[Opening Dataset excerpts section]
// Centralized error handling module
// Error types with context for digesting, registry loading and scanning

use std::fmt;
use std::io;
use std::path::PathBuf;

/// Main error type for the scanner
/// Carries the path and operation involved so messages are actionable
#[derive(Debug)]
pub enum ScanError {
    /// File system errors with context
    FileNotFound { path: PathBuf },
    DirectoryNotFound { path: PathBuf },
    NotADirectory { path: PathBuf },
    NotARegularFile { path: PathBuf },
    PermissionDenied { path: PathBuf, operation: String },
    IoError { path: Option<PathBuf>, operation: String, source: io::Error },

    /// Signature registry errors
    InvalidRegistry { reason: String, path: Option<PathBuf> },
    RegistryParseError { path: PathBuf, line: usize, reason: String },
    DuplicateSignature { digest: String, path: Option<PathBuf> },

    /// Configuration errors
    InvalidConfig { path: PathBuf, reason: String },
    InvalidArguments { message: String },

    /// The scan was cancelled before this operation finished
    Cancelled,
}

impl fmt::Display for ScanError {
    fn fmt(&self, f: &mut fmt::Formatter) -> fmt::Result {
        match self {
            // File system errors
            ScanError::FileNotFound { path } => {
                write!(f, "File not found: {}\n", path.display())?;
                write!(f, "Suggestion: The file may have been removed while the scan was running")
            }
            ScanError::DirectoryNotFound { path } => {
                write!(f, "Directory not found: {}\n", path.display())?;
                write!(f, "Suggestion: Check that the directory path is correct and the directory exists")
            }
            ScanError::NotADirectory { path } => {
                write!(f, "Not a directory: {}\n", path.display())?;
                write!(f, "Suggestion: Pass the folder that contains the files to scan")
            }
            ScanError::NotARegularFile { path } => {
                write!(f, "Not a regular file: {}\n", path.display())?;
                write!(f, "Suggestion: Only regular files can be digested")
            }
            ScanError::PermissionDenied { path, operation } => {
                write!(f, "Permission denied while {} {}\n", operation, path.display())?;
                write!(f, "Suggestion: Check file permissions or run with appropriate privileges")
            }
            ScanError::IoError { path, operation, source } => {
                if let Some(p) = path {
                    write!(f, "I/O error while {} {}: {}\n", operation, p.display(), source)?;
                } else {
                    write!(f, "I/O error while {}: {}\n", operation, source)?;
                }
                write!(f, "Suggestion: Check that the storage device is healthy and readable")
            }

            // Registry errors
            ScanError::InvalidRegistry { reason, path } => {
                match path {
                    Some(path) => write!(f, "Invalid signature registry {}: {}\n", path.display(), reason)?,
                    None => write!(f, "Invalid signature registry: {}\n", reason)?,
                }
                write!(f, "Suggestion: Registry keys must be MD5, SHA-1 or SHA-256 hex digests")
            }
            ScanError::RegistryParseError { path, line, reason } => {
                write!(f, "Error parsing registry {} at line {}: {}\n", path.display(), line, reason)?;
                write!(f, "Suggestion: Each line must read `<digest>  <label>`")
            }
            ScanError::DuplicateSignature { digest, path } => {
                match path {
                    Some(path) => write!(f, "Duplicate signature in registry {}: {}\n", path.display(), digest)?,
                    None => write!(f, "Duplicate signature in registry: {}\n", digest)?,
                }
                write!(f, "Suggestion: Remove the repeated entry so each digest maps to one label")
            }

            ScanError::InvalidConfig { path, reason } => {
                write!(f, "Invalid configuration {}: {}\n", path.display(), reason)?;
                write!(f, "Suggestion: Check the TOML syntax and field names")
            }
            ScanError::InvalidArguments { message } => {
                write!(f, "Invalid arguments: {}\n", message)?;
                write!(f, "Suggestion: Run with --help to see usage information")
            }

            ScanError::Cancelled => write!(f, "Scan cancelled"),
        }
    }
}

impl std::error::Error for ScanError {
    fn source(&self) -> Option<&(dyn std::error::Error + 'static)> {
        match self {
            ScanError::IoError { source, .. } => Some(source),
            _ => None,
        }
    }
}

impl ScanError {
    /// Create an error with context about the operation and optional path
    pub fn from_io_error(err: io::Error, operation: &str, path: Option<PathBuf>) -> Self {
        match (err.kind(), path) {
            (io::ErrorKind::NotFound, Some(p)) => {
                if operation.contains("directory") {
                    ScanError::DirectoryNotFound { path: p }
                } else {
                    ScanError::FileNotFound { path: p }
                }
            }
            (io::ErrorKind::PermissionDenied, Some(p)) => ScanError::PermissionDenied {
                path: p,
                operation: operation.to_string(),
            },
            (_, path) => ScanError::IoError {
                path,
                operation: operation.to_string(),
                source: err,
            },
        }
    }

    /// Whether this error belongs to a single file rather than the whole scan
    pub fn is_per_file(&self) -> bool {
        matches!(
            self,
            ScanError::FileNotFound { .. }
                | ScanError::NotARegularFile { .. }
                | ScanError::PermissionDenied { .. }
                | ScanError::IoError { .. }
        )
    }
}

impl From<io::Error> for ScanError {
    fn from(err: io::Error) -> Self {
        ScanError::from_io_error(err, "unknown operation", None)
    }
}
// Tracing setup for the scanner binary
// The library only emits events; installing a subscriber is the caller's choice

use std::sync::Once;

use tracing_subscriber::{fmt, layer::SubscriberExt, util::SubscriberInitExt, EnvFilter};

static INIT: Once = Once::new();

/// Map a `-v` count to a default filter directive
pub fn level_for_verbosity(verbosity: u8) -> &'static str {
    match verbosity {
        0 => "warn",
        1 => "info",
        2 => "debug",
        _ => "trace",
    }
}

fn env_filter(verbosity: u8) -> EnvFilter {
    EnvFilter::try_from_default_env()
        .unwrap_or_else(|_| EnvFilter::new(level_for_verbosity(verbosity)))
}

/// Install a human-readable subscriber writing to stderr
///
/// `RUST_LOG` overrides the verbosity. Later calls are ignored.
pub fn init_tracing(verbosity: u8) {
    INIT.call_once(|| {
        let fmt_layer = fmt::layer()
            .with_writer(std::io::stderr)
            .with_target(false);

        tracing_subscriber::registry()
            .with(env_filter(verbosity))
            .with(fmt_layer)
            .init();
    });
}

/// Install a JSON subscriber writing to stderr
pub fn init_tracing_json(verbosity: u8) {
    INIT.call_once(|| {
        let fmt_layer = fmt::layer()
            .json()
            .with_writer(std::io::stderr)
            .with_current_span(true);

        tracing_subscriber::registry()
            .with(env_filter(verbosity))
            .with(fmt_layer)
            .init();
    });
}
[Closing Dataset excerpts section]
→ Your instructions:
Each line above should be reproduced exactly, with nothing omitted.

→ Solution to this task:
// Centralized error handling module
// Error types with context for digesting, registry loading and scanning

use std::fmt;
use std::io;
use std::path::PathBuf;

/// Main error type for the scanner
/// Carries the path and operation involved so messages are actionable
#[derive(Debug)]
pub enum ScanError {
    /// File system errors with context
    FileNotFound { path: PathBuf },
    DirectoryNotFound { path: PathBuf },
    NotADirectory { path: PathBuf },
    NotARegularFile { path: PathBuf },
    PermissionDenied { path: PathBuf, operation: String },
    IoError { path: Option<PathBuf>, operation: String, source: io::Error },

    /// Signature registry errors
    InvalidRegistry { reason: String, path: Option<PathBuf> },
    RegistryParseError { path: PathBuf, line: usize, reason: String },
    DuplicateSignature { digest: String, path: Option<PathBuf> },

    /// Configuration errors
    InvalidConfig { path: PathBuf, reason: String },
    InvalidArguments { message: String },

    /// The scan was cancelled before this operation finished
    Cancelled,
}

impl fmt::Display for ScanError {
    fn fmt(&self, f: &mut fmt::Formatter) -> fmt::Result {
        match self {
            // File system errors
            ScanError::FileNotFound { path } => {
                write!(f, "File not found: {}\n", path.display())?;
                write!(f, "Suggestion: The file may have been removed while the scan was running")
            }
            ScanError::DirectoryNotFound { path } => {
                write!(f, "Directory not found: {}\n", path.display())?;
                write!(f, "Suggestion: Check that the directory path is correct and the directory exists")
            }
            ScanError::NotADirectory { path } => {
                write!(f, "Not a directory: {}\n", path.display())?;
                write!(f, "Suggestion: Pass the folder that contains the files to scan")
            }
            ScanError::NotARegularFile { path } => {
                write!(f, "Not a regular file: {}\n", path.display())?;
                write!(f, "Suggestion: Only regular files can be digested")
            }
            ScanError::PermissionDenied { path, operation } => {
                write!(f, "Permission denied while {} {}\n", operation, path.display())?;
                write!(f, "Suggestion: Check file permissions or run with appropriate privileges")
            }
            ScanError::IoError { path, operation, source } => {
                if let Some(p) = path {
                    write!(f, "I/O error while {} {}: {}\n", operation, p.display(), source)?;
                } else {
                    write!(f, "I/O error while {}: {}\n", operation, source)?;
                }
                write!(f, "Suggestion: Check that the storage device is healthy and readable")
            }

            // Registry errors
            ScanError::InvalidRegistry { reason, path } => {
                match path {
                    Some(path) => write!(f, "Invalid signature registry {}: {}\n", path.display(), reason)?,
                    None => write!(f, "Invalid signature registry: {}\n", reason)?,
                }
                write!(f, "Suggestion: Registry keys must be MD5, SHA-1 or SHA-256 hex digests")
            }
            ScanError::RegistryParseError { path, line, reason } => {
                write!(f, "Error parsing registry {} at line {}: {}\n", path.display(), line, reason)?;
                write!(f, "Suggestion: Each line must read `<digest>  <label>`")
            }
            ScanError::DuplicateSignature { digest, path } => {
                match path {
                    Some(path) => write!(f, "Duplicate signature in registry {}: {}\n", path.display(), digest)?,
                    None => write!(f, "Duplicate signature in registry: {}\n", digest)?,
                }
                write!(f, "Suggestion: Remove the repeated entry so each digest maps to one label")
            }

            ScanError::InvalidConfig { path, reason } => {
                write!(f, "Invalid configuration {}: {}\n", path.display(), reason)?;
                write!(f, "Suggestion: Check the TOML syntax and field names")
            }
            ScanError::InvalidArguments { message } => {
                write!(f, "Invalid arguments: {}\n", message)?;
                write!(f, "Suggestion: Run with --help to see usage information")
            }

            ScanError::Cancelled => write!(f, "Scan cancelled"),
        }
    }
}

impl std::error::Error for ScanError {
    fn source(&self) -> Option<&(dyn std::error::Error + 'static)> {
        match self {
            ScanError::IoError { source, .. } => Some(source),
            _ => None,
        }
    }
}

impl ScanError {
    /// Create an error with context about the operation and optional path
    pub fn from_io_error(err: io::Error, operation: &str, path: Option<PathBuf>) -> Self {
        match (err.kind(), path) {
            (io::ErrorKind::NotFound, Some(p)) => {
                if operation.contains("directory") {
                    ScanError::DirectoryNotFound { path: p }
                } else {
                    ScanError::FileNotFound { path: p }
                }
            }
            (io::ErrorKind::PermissionDenied, Some(p)) => ScanError::PermissionDenied {
                path: p,
                operation: operation.to_string(),
            },
            (_, path) => ScanError::IoError {
                path,
                operation: operation.to_string(),
                source: err,
            },
        }
    }

    /// Whether this error belongs to a single file rather than the whole scan
    pub fn is_per_file(&self) -> bool {
        matches!(
            self,
            ScanError::FileNotFound { .. }
                | ScanError::NotARegularFile { .. }
                | ScanError::PermissionDenied { .. }
                | ScanError::IoError { .. }
        )
    }
}

impl From<io::Error> for ScanError {
    fn from(err: io::Error) -> Self {
        ScanError::from_io_error(err, "unknown operation", None)
    }
}
// Tracing setup for the scanner binary
// The library only emits events; installing a subscriber is the caller's choice

use std::sync::Once;

use tracing_subscriber::{fmt, layer::SubscriberExt, util::SubscriberInitExt, EnvFilter};

static INIT: Once = Once::new();

/// Map a `-v` count to a default filter directive
pub fn level_for_verbosity(verbosity: u8) -> &'static str {
    match verbosity {
        0 => "warn",
        1 => "info",
        2 => "debug",
        _ => "trace",
    }
}

fn env_filter(verbosity: u8) -> EnvFilter {
    EnvFilter::try_from_default_env()
        .unwrap_or_else(|_| EnvFilter::new(level_for_verbosity(verbosity)))
}

/// Install a human-readable subscriber writing to stderr
///
/// `RUST_LOG` overrides the verbosity. Later calls are ignored.
pub fn init_tracing(verbosity: u8) {
    INIT.call_once(|| {
        let fmt_layer = fmt::layer()
            .with_writer(std::io::stderr)
            .with_target(false);

        tracing_subscriber::registry()
            .with(env_filter(verbosity))
            .with(fmt_layer)
            .init();
    });
}

/// Install a JSON subscriber writing to stderr
pub fn init_tracing_json(verbosity: u8) {
    INIT.call_once(|| {
        let fmt_layer = fmt::layer()
            .json()
            .with_writer(std::io::stderr)
            .with_current_span(true);

        tracing_subscriber::registry()
            .with(env_filter(verbosity))
            .with(fmt_layer)
            .init();
    });
}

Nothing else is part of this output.